Phosphatidylserine translocation in animal cells.

The metabolism of phosphatidylserine to phosphatidylethanolamine by cultured animal cells provides a useful system for studying one of the mechanisms of lipid translocation among subcellular organelles. The translocation dependent decarboxylation of phosphatidylserine can be significantly inhibited by depleting cellular ATP levels with metabolic poisons. Poisoned cells not only fail to decarboxylate nascent phosphatidylserine but also accumulate this lipid in the (endoplasmic reticulum-derived) microsomal fraction.

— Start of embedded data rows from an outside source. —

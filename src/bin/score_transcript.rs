use opic_rater::utils::logs::level_style;
use opic_rater::utils::{
    log_dimmed, log_features, log_generic_error, log_header, log_newline, log_rubric, log_tiers,
    log_transcript_stats,
};
use opic_rater::Evaluator;
use std::env;
use std::fs;
use std::process;

fn print_usage() {
    eprintln!("Usage: score-transcript [--file PATH | <text>]");
    eprintln!();
    eprintln!("Arguments:");
    eprintln!("  <text>       Raw transcript text to score");
    eprintln!("  --file PATH  Read the transcript from PATH");
}

fn main() {
    dotenvy::dotenv().ok();

    let args: Vec<String> = env::args().skip(1).collect();

    let text = match args.first().map(String::as_str) {
        None | Some("--help") | Some("-h") => {
            print_usage();
            process::exit(1);
        }
        Some("--file") | Some("-f") => {
            let Some(path) = args.get(1) else {
                print_usage();
                process::exit(1);
            };
            match fs::read_to_string(path) {
                Ok(text) => text,
                Err(e) => {
                    log_generic_error("Failed to read transcript:", &format!("{path}: {e}"));
                    process::exit(1);
                }
            }
        }
        Some(_) => args.join(" "),
    };

    let evaluator = Evaluator::shared();
    let trace = evaluator.trace(&text);

    log_header("Transcript");
    log_transcript_stats(&trace.transcript);
    log_newline();

    log_header("Features");
    log_features(&trace.features);
    log_newline();

    log_header("Rubric");
    log_rubric(&trace.rubric);
    log_newline();

    log_header("Rule tiers");
    log_tiers(&trace.tiers);
    log_newline();

    let result = &trace.result;
    log_header("Result");
    println!(
        "{} {}",
        level_style(result.level).apply_to(result.level),
        result.reason_summary
    );
    if result.reported_level != result.level {
        log_dimmed(&format!("reported as {}", result.reported_level));
    }
    for note in &result.notes {
        log_dimmed(&format!("  {note}"));
    }
}
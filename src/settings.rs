use anyhow::{ensure, Context, Result};
use serde::{Deserialize, Serialize};
use std::fs;
use std::path::Path;
use std::sync::OnceLock;

use crate::level::Level;
use crate::scoring::lexicon::{
    DEFAULT_CONNECTORS, DEFAULT_FILLERS, DEFAULT_SUBJECTS, DEFAULT_TIME_MARKERS,
    DEFAULT_VERB_STEMS,
};

static SETTINGS: OnceLock<Settings> = OnceLock::new();

pub const DEFAULT_SETTINGS_PATH: &str = "settings.default.ron";
pub const OVERRIDE_SETTINGS_PATH: &str = "settings.ron";
pub const SETTINGS_PATH_ENV: &str = "OPIC_SETTINGS";

const WEIGHT_SUM_TOLERANCE: f64 = 1e-6;

#[derive(Debug, Clone, PartialEq, Serialize, Deserialize)]
pub struct Settings {
    pub rubric: Rubric,
    pub lexicon: Lexicon,
    pub report: Report,
}

#[derive(Debug, Clone, PartialEq, Serialize, Deserialize)]
pub struct Rubric {
    pub weights: RubricWeights,
    pub penalties: RubricPenalties,
    pub cohesion: CohesionBlend,
    pub volume: VolumeTargets,
    pub thresholds: Vec<LevelThreshold>,
}

#[derive(Debug, Clone, PartialEq, Serialize, Deserialize)]
pub struct RubricWeights {
    pub fluency: f64,
    pub completion: f64,
    pub cohesion: f64,
    pub lexical_variety: f64,
    pub grammar: f64,
    pub volume: f64,
}

impl RubricWeights {
    pub fn sum(&self) -> f64 {
        self.fluency
            + self.completion
            + self.cohesion
            + self.lexical_variety
            + self.grammar
            + self.volume
    }
}

#[derive(Debug, Clone, PartialEq, Serialize, Deserialize)]
pub struct RubricPenalties {
    pub repetition: f64,
    pub long_sentence: f64,
    pub long_sentence_words: f64,
}

#[derive(Debug, Clone, PartialEq, Serialize, Deserialize)]
pub struct CohesionBlend {
    pub complexity: f64,
    pub continuity: f64,
}

#[derive(Debug, Clone, PartialEq, Serialize, Deserialize)]
pub struct VolumeTargets {
    pub target_words: f64,
    pub target_sentences: f64,
    pub word_share: f64,
    pub sentence_share: f64,
}

#[derive(Debug, Clone, PartialEq, Serialize, Deserialize)]
pub struct LevelThreshold {
    pub min_score: f64,
    pub level: Level,
}

#[derive(Debug, Clone, PartialEq, Serialize, Deserialize)]
pub struct Lexicon {
    pub fillers: Vec<String>,
    pub subjects: Vec<String>,
    pub verb_stems: Vec<String>,
    pub connectors: Vec<String>,
    pub time_markers: Vec<String>,
}

#[derive(Debug, Clone, PartialEq, Serialize, Deserialize)]
pub struct Report {
    pub collapse_novice_band: bool,
}

fn word_list(words: &[&str]) -> Vec<String> {
    words.iter().map(|w| w.to_string()).collect()
}

fn threshold(min_score: f64, level: Level) -> LevelThreshold {
    LevelThreshold { min_score, level }
}

impl Default for Settings {
    fn default() -> Self {
        Self {
            rubric: Rubric {
                weights: RubricWeights {
                    fluency: 0.16,
                    completion: 0.22,
                    cohesion: 0.20,
                    lexical_variety: 0.18,
                    grammar: 0.12,
                    volume: 0.06,
                },
                penalties: RubricPenalties {
                    repetition: 0.06,
                    long_sentence: 0.03,
                    long_sentence_words: 18.0,
                },
                cohesion: CohesionBlend {
                    complexity: 0.55,
                    continuity: 0.45,
                },
                volume: VolumeTargets {
                    target_words: 180.0,
                    target_sentences: 8.0,
                    word_share: 0.7,
                    sentence_share: 0.3,
                },
                thresholds: vec![
                    threshold(0.95, Level::Al),
                    threshold(0.90, Level::Ih),
                    threshold(0.85, Level::Im3),
                    threshold(0.80, Level::Im2),
                    threshold(0.66, Level::Im1),
                    threshold(0.56, Level::Il),
                    threshold(0.42, Level::Nh),
                    threshold(0.24, Level::Nm),
                ],
            },
            lexicon: Lexicon {
                fillers: word_list(DEFAULT_FILLERS),
                subjects: word_list(DEFAULT_SUBJECTS),
                verb_stems: word_list(DEFAULT_VERB_STEMS),
                connectors: word_list(DEFAULT_CONNECTORS),
                time_markers: word_list(DEFAULT_TIME_MARKERS),
            },
            report: Report {
                collapse_novice_band: false,
            },
        }
    }
}

impl Settings {
    pub fn load() -> &'static Settings {
        SETTINGS.get_or_init(Self::load_from_files)
    }

    pub fn from_ron_str(content: &str) -> Result<Settings> {
        let settings: Settings = ron::from_str(content).context("invalid settings RON")?;
        settings.validate()?;
        Ok(settings)
    }

    pub fn load_from_path(path: impl AsRef<Path>) -> Result<Settings> {
        let path = path.as_ref();
        let content = fs::read_to_string(path)
            .with_context(|| format!("failed to read settings from {}", path.display()))?;
        Self::from_ron_str(&content)
            .with_context(|| format!("failed to load settings from {}", path.display()))
    }

    pub fn validate(&self) -> Result<()> {
        let weights = &self.rubric.weights;
        let sum = weights.sum();
        // The positive weights may leave room for the penalties; they must
        // not exceed the [0, 1] score range on their own.
        ensure!(
            sum > 0.0 && sum <= 1.0 + WEIGHT_SUM_TOLERANCE,
            "rubric weights must sum to at most 1.0 (got {sum:.4})"
        );
        for (name, weight) in [
            ("fluency", weights.fluency),
            ("completion", weights.completion),
            ("cohesion", weights.cohesion),
            ("lexical_variety", weights.lexical_variety),
            ("grammar", weights.grammar),
            ("volume", weights.volume),
        ] {
            ensure!(weight >= 0.0, "rubric weight '{name}' is negative");
        }

        ensure!(
            !self.rubric.thresholds.is_empty(),
            "rubric threshold table is empty"
        );
        for entry in &self.rubric.thresholds {
            ensure!(
                (0.0..=1.0).contains(&entry.min_score),
                "threshold for {} is outside [0, 1] ({})",
                entry.level,
                entry.min_score
            );
        }

        let volume = &self.rubric.volume;
        ensure!(
            volume.target_words > 0.0 && volume.target_sentences > 0.0,
            "volume targets must be positive"
        );
        ensure!(
            self.rubric.penalties.long_sentence_words > 0.0,
            "long sentence length must be positive"
        );

        let lexicon = &self.lexicon;
        for (name, list) in [
            ("fillers", &lexicon.fillers),
            ("subjects", &lexicon.subjects),
            ("verb_stems", &lexicon.verb_stems),
            ("connectors", &lexicon.connectors),
            ("time_markers", &lexicon.time_markers),
        ] {
            ensure!(!list.is_empty(), "lexicon list '{name}' is empty");
            ensure!(
                list.iter().all(|w| !w.trim().is_empty()),
                "lexicon list '{name}' contains a blank entry"
            );
        }

        Ok(())
    }

    fn load_from_files() -> Settings {
        let mut settings = Settings::default();

        let mut layers: Vec<String> = vec![
            DEFAULT_SETTINGS_PATH.to_string(),
            OVERRIDE_SETTINGS_PATH.to_string(),
        ];
        if let Ok(path) = std::env::var(SETTINGS_PATH_ENV) {
            layers.push(path);
        }

        for layer in layers {
            let path = Path::new(&layer);
            if !path.exists() {
                continue;
            }
            match Self::load_from_path(path) {
                Ok(loaded) => settings = loaded,
                Err(e) => tracing::warn!("skipping settings layer {}: {e:#}", path.display()),
            }
        }

        settings
    }
}

pub fn settings() -> &'static Settings {
    Settings::load()
}
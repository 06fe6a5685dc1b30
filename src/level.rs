use serde::{Deserialize, Serialize};
use std::fmt;
use std::str::FromStr;
use strum::{Display, EnumIter, IntoEnumIterator, IntoStaticStr};

/// OPIc proficiency levels, declared from least to most proficient so the
/// derived ordering is the rubric ordering.
#[derive(
    Debug,
    Clone,
    Copy,
    PartialEq,
    Eq,
    PartialOrd,
    Ord,
    Hash,
    Display,
    EnumIter,
    IntoStaticStr,
    Serialize,
    Deserialize,
)]
#[serde(rename_all = "UPPERCASE")]
pub enum Level {
    #[strum(serialize = "NL")]
    Nl,
    #[strum(serialize = "NM")]
    Nm,
    #[strum(serialize = "NH")]
    Nh,
    #[strum(serialize = "IL")]
    Il,
    #[strum(serialize = "IM1")]
    Im1,
    #[strum(serialize = "IM2")]
    Im2,
    #[strum(serialize = "IM3")]
    Im3,
    #[strum(serialize = "IH")]
    Ih,
    #[strum(serialize = "AL")]
    Al,
}

#[derive(Debug, Clone, Copy, PartialEq, Eq, Display)]
pub enum Band {
    #[strum(serialize = "novice")]
    Novice,
    #[strum(serialize = "intermediate")]
    Intermediate,
    #[strum(serialize = "advanced")]
    Advanced,
}

impl Level {
    pub const LOWEST: Level = Level::Nl;
    pub const HIGHEST: Level = Level::Al;

    pub fn rank(self) -> u8 {
        self as u8
    }

    pub fn band(self) -> Band {
        match self {
            Self::Nl | Self::Nm | Self::Nh => Band::Novice,
            Self::Il | Self::Im1 | Self::Im2 | Self::Im3 => Band::Intermediate,
            Self::Ih | Self::Al => Band::Advanced,
        }
    }

    pub fn outranks(self, other: Level) -> bool {
        self.rank() > other.rank()
    }

    pub fn code(self) -> &'static str {
        self.into()
    }

    pub fn all_codes() -> Vec<&'static str> {
        Self::iter().map(|l| l.into()).collect()
    }
}

impl Default for Level {
    fn default() -> Self {
        Level::LOWEST
    }
}

#[derive(Debug, Clone, PartialEq, Eq)]
pub struct ParseLevelError(String);

impl fmt::Display for ParseLevelError {
    fn fmt(&self, f: &mut fmt::Formatter<'_>) -> fmt::Result {
        write!(
            f,
            "unknown level '{}' (expected one of {})",
            self.0,
            Level::all_codes().join(", ")
        )
    }
}

impl std::error::Error for ParseLevelError {}

impl FromStr for Level {
    type Err = ParseLevelError;

    fn from_str(s: &str) -> Result<Self, Self::Err> {
        let s = s.trim();
        Self::iter()
            .find(|l| l.code().eq_ignore_ascii_case(s))
            .ok_or_else(|| ParseLevelError(s.to_string()))
    }
}
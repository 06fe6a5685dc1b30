use serde::Serialize;

use super::features::{clamp01, FeatureSet};
use crate::level::Level;
use crate::settings::{LevelThreshold, Rubric};

/// Weighted rubric total with each term kept for reporting.
#[derive(Debug, Clone, Default, PartialEq, Serialize)]
pub struct RubricScore {
    pub cohesion_score: f64,
    pub volume_score: f64,

    pub fluency_contribution: f64,
    pub completion_contribution: f64,
    pub cohesion_contribution: f64,
    pub lexical_contribution: f64,
    pub grammar_contribution: f64,
    pub volume_contribution: f64,

    pub repetition_deduction: f64,
    pub long_sentence_deduction: f64,

    pub total_score: f64,
    pub base_level: Level,
}

impl RubricScore {
    pub fn weighted_sum(&self) -> f64 {
        self.fluency_contribution
            + self.completion_contribution
            + self.cohesion_contribution
            + self.lexical_contribution
            + self.grammar_contribution
            + self.volume_contribution
    }

    pub fn deductions(&self) -> f64 {
        self.repetition_deduction + self.long_sentence_deduction
    }
}

pub fn cohesion_score(features: &FeatureSet, rubric: &Rubric) -> f64 {
    clamp01(
        features.sentence_complexity * rubric.cohesion.complexity
            + features.continuity_score * rubric.cohesion.continuity,
    )
}

pub fn volume_score(features: &FeatureSet, rubric: &Rubric) -> f64 {
    let v = &rubric.volume;
    clamp01(
        v.word_share * (features.word_count as f64 / v.target_words)
            + v.sentence_share * (features.sentence_count as f64 / v.target_sentences),
    )
}

pub fn score_features(features: &FeatureSet, rubric: &Rubric) -> RubricScore {
    let w = &rubric.weights;
    let p = &rubric.penalties;

    let cohesion_score = cohesion_score(features, rubric);
    let volume_score = volume_score(features, rubric);

    let long_sentence_deduction = if features.average_sentence_length > p.long_sentence_words {
        p.long_sentence
    } else {
        0.0
    };

    let mut score = RubricScore {
        cohesion_score,
        volume_score,
        fluency_contribution: w.fluency * features.fluency_score,
        completion_contribution: w.completion * features.sentence_completion_rate,
        cohesion_contribution: w.cohesion * cohesion_score,
        lexical_contribution: w.lexical_variety * features.lexical_variety,
        grammar_contribution: w.grammar * features.grammar_accuracy,
        volume_contribution: w.volume * volume_score,
        repetition_deduction: p.repetition * features.repetition_penalty,
        long_sentence_deduction,
        ..Default::default()
    };

    score.total_score = clamp01(score.weighted_sum() - score.deductions());
    score.base_level = level_for_score(score.total_score, &rubric.thresholds);
    score
}

/// Highest threshold the score meets decides the level; entry order in the
/// table does not matter.
pub fn level_for_score(score: f64, thresholds: &[LevelThreshold]) -> Level {
    thresholds
        .iter()
        .filter(|t| score >= t.min_score)
        .max_by(|a, b| {
            a.min_score
                .total_cmp(&b.min_score)
                .then_with(|| a.level.cmp(&b.level))
        })
        .map(|t| t.level)
        .unwrap_or(Level::LOWEST)
}

#[cfg(test)]
mod tests {
    use super::*;
    use crate::settings::Settings;

    fn rubric() -> Rubric {
        Settings::default().rubric
    }

    #[test]
    fn test_threshold_boundaries() {
        let t = rubric().thresholds;
        assert_eq!(level_for_score(0.0, &t), Level::Nl);
        assert_eq!(level_for_score(0.2399, &t), Level::Nl);
        assert_eq!(level_for_score(0.24, &t), Level::Nm);
        assert_eq!(level_for_score(0.42, &t), Level::Nh);
        assert_eq!(level_for_score(0.56, &t), Level::Il);
        assert_eq!(level_for_score(0.6599, &t), Level::Il);
        assert_eq!(level_for_score(0.66, &t), Level::Im1);
        assert_eq!(level_for_score(0.80, &t), Level::Im2);
        assert_eq!(level_for_score(0.85, &t), Level::Im3);
        assert_eq!(level_for_score(0.90, &t), Level::Ih);
        assert_eq!(level_for_score(0.95, &t), Level::Al);
        assert_eq!(level_for_score(1.0, &t), Level::Al);
    }

    #[test]
    fn test_threshold_table_order_does_not_matter() {
        let mut t = rubric().thresholds;
        t.reverse();
        assert_eq!(level_for_score(0.7, &t), Level::Im1);
        assert_eq!(level_for_score(0.1, &t), Level::Nl);
        assert_eq!(level_for_score(0.97, &t), Level::Al);
    }

    #[test]
    fn test_stricter_table_changes_only_mapping() {
        let mut r = rubric();
        for entry in r.thresholds.iter_mut() {
            entry.min_score = (entry.min_score + 0.05).min(1.0);
        }
        assert_eq!(level_for_score(0.6, &r.thresholds), Level::Nh);
        assert_eq!(level_for_score(0.6, &rubric().thresholds), Level::Il);
    }

    #[test]
    fn test_zero_features_score_zero_ish() {
        let features = FeatureSet::default();
        let score = score_features(&features, &rubric());
        assert_eq!(score.total_score, 0.0);
        assert_eq!(score.base_level, Level::Nl);
    }

    #[test]
    fn test_perfect_features_score_full_weight_budget() {
        let features = FeatureSet {
            word_count: 200,
            sentence_count: 10,
            average_sentence_length: 15.0,
            fluency_score: 1.0,
            sentence_completion_rate: 1.0,
            sentence_complexity: 1.0,
            continuity_score: 1.0,
            lexical_variety: 1.0,
            grammar_accuracy: 1.0,
            ..Default::default()
        };
        let r = rubric();
        let score = score_features(&features, &r);
        assert!((score.total_score - r.weights.sum()).abs() < 1e-9);
        assert_eq!(
            score.base_level,
            level_for_score(r.weights.sum(), &r.thresholds)
        );
        // The built-in weights leave 0.06 for the repetition penalty, so the
        // rubric alone tops out at IH; AL comes from the advanced rules.
        assert_eq!(score.base_level, Level::Ih);
    }

    #[test]
    fn test_penalties_reduce_total() {
        let features = FeatureSet {
            word_count: 90,
            sentence_count: 4,
            average_sentence_length: 22.5,
            fluency_score: 0.8,
            sentence_completion_rate: 0.75,
            sentence_complexity: 0.6,
            continuity_score: 0.5,
            lexical_variety: 0.5,
            grammar_accuracy: 0.7,
            repetition_penalty: 0.5,
            ..Default::default()
        };
        let score = score_features(&features, &rubric());
        assert!((score.long_sentence_deduction - 0.03).abs() < 1e-12);
        assert!((score.repetition_deduction - 0.03).abs() < 1e-12);
        assert!(
            (score.total_score - (score.weighted_sum() - score.deductions())).abs() < 1e-12
        );
    }

    #[test]
    fn test_volume_score_saturates() {
        let features = FeatureSet {
            word_count: 1000,
            sentence_count: 50,
            ..Default::default()
        };
        assert_eq!(volume_score(&features, &rubric()), 1.0);
    }
}
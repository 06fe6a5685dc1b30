use anyhow::{Context, Result};
use opic_rater::utils::{log_generic_error, TranscriptAssessment};
use opic_rater::{Evaluator, Level};
use std::io::Read;
use std::path::PathBuf;
use std::{env, fs, io, process};
use tracing::subscriber::set_global_default;
use tracing_subscriber::{fmt, prelude::*, EnvFilter};

const TARGET_ENV: &str = "OPIC_TARGET_LEVEL";

#[derive(Debug, Default, PartialEq)]
struct CliArgs {
    json: bool,
    help: bool,
    target: Option<Level>,
    files: Vec<PathBuf>,
    text: Vec<String>,
}

fn print_usage() {
    eprintln!("Usage: opic-rater [--json] [--target LEVEL] [--file PATH]... [TEXT...]");
    eprintln!();
    eprintln!("Arguments:");
    eprintln!("  <text>           Transcript text (read from stdin when no text or files)");
    eprintln!("  --file, -f PATH  Evaluate the transcript stored in PATH (repeatable)");
    eprintln!(
        "  --target LEVEL   Show the gap to a target level ({})",
        Level::all_codes().join(", ")
    );
    eprintln!("  --json           Print results as JSON");
    eprintln!();
    eprintln!("Environment:");
    eprintln!("  {TARGET_ENV}  Default target level");
    eprintln!("  OPIC_SETTINGS      Extra RON settings file layered over settings.ron");
}

fn parse_level(raw: &str) -> Result<Level, String> {
    raw.parse::<Level>().map_err(|e| e.to_string())
}

fn parse_args<I>(args: I, env_target: Option<String>) -> Result<CliArgs, String>
where
    I: IntoIterator<Item = String>,
{
    let mut cli = CliArgs::default();
    let mut args = args.into_iter();

    while let Some(arg) = args.next() {
        match arg.as_str() {
            "--json" => cli.json = true,
            "--help" | "-h" => cli.help = true,
            "--target" | "-t" => {
                let value = args.next().ok_or("--target needs a level")?;
                cli.target = Some(parse_level(&value)?);
            }
            "--file" | "-f" => {
                let value = args.next().ok_or("--file needs a path")?;
                cli.files.push(PathBuf::from(value));
            }
            flag if flag.starts_with("--") => return Err(format!("unknown option {flag}")),
            _ => cli.text.push(arg),
        }
    }

    if cli.target.is_none() {
        if let Some(raw) = env_target.filter(|v| !v.trim().is_empty()) {
            cli.target = Some(parse_level(&raw).map_err(|e| format!("{TARGET_ENV}: {e}"))?);
        }
    }

    Ok(cli)
}

/// Labeled transcripts in evaluation order.
fn collect_inputs(cli: &CliArgs) -> Result<Vec<(String, String)>> {
    let mut inputs = Vec::new();

    for path in &cli.files {
        let text = fs::read_to_string(path)
            .with_context(|| format!("failed to read transcript {}", path.display()))?;
        inputs.push((path.display().to_string(), text));
    }

    if !cli.text.is_empty() {
        let text = cli.text.join(" ");
        inputs.push((text.clone(), text));
    }

    if inputs.is_empty() {
        let mut text = String::new();
        io::stdin()
            .read_to_string(&mut text)
            .context("failed to read transcript from stdin")?;
        inputs.push(("<stdin>".to_string(), text));
    }

    Ok(inputs)
}

fn main() -> Result<()> {
    dotenvy::dotenv().ok();

    let subscriber = tracing_subscriber::registry()
        .with(EnvFilter::from_default_env().add_directive("opic_rater=warn".parse()?))
        .with(
            fmt::layer()
                .with_target(false)
                .with_thread_ids(false)
                .with_file(false)
                .with_line_number(false)
                .with_writer(io::stderr)
                .compact(),
        );
    set_global_default(subscriber).context("failed to set tracing subscriber")?;

    let cli = match parse_args(env::args().skip(1), env::var(TARGET_ENV).ok()) {
        Ok(cli) => cli,
        Err(e) => {
            log_generic_error("error:", &e);
            print_usage();
            process::exit(2);
        }
    };

    if cli.help {
        print_usage();
        return Ok(());
    }

    let evaluator = Evaluator::shared();

    for (source, text) in collect_inputs(&cli)? {
        let result = evaluator.evaluate(&text);
        if cli.json {
            println!("{}", serde_json::to_string_pretty(&result)?);
        } else {
            TranscriptAssessment::new(source, &result)
                .with_target(cli.target)
                .print();
        }
    }

    Ok(())
}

This indirect evidence that suggests ATP is required for phosphatidylserine translocation to the mitochondria is further supported by data obtained using permeabilized cells. Cells that have been permeabilized with saponin fail to decarboxylate newly synthesized phosphatidylserine unless they are supplemented with ATP. In contrast to the results obtained with intact and permeabilized cells are those obtained with isolated organelles which demonstrate that the final steps of phosphatidylserine import into the mitochondria occur in an ATP-independent manner. The current hypothesis is that phosphatidylserine translocation to the mitochondria occurs in at least two steps. The first step requires ATP and may be a process of vesicle budding or mechanical movement of an organelle such as the endoplasmic reticulum. The second step is ATP independent and most likely requires the formation of collision complexes between the donor organelle and the mitochondrion.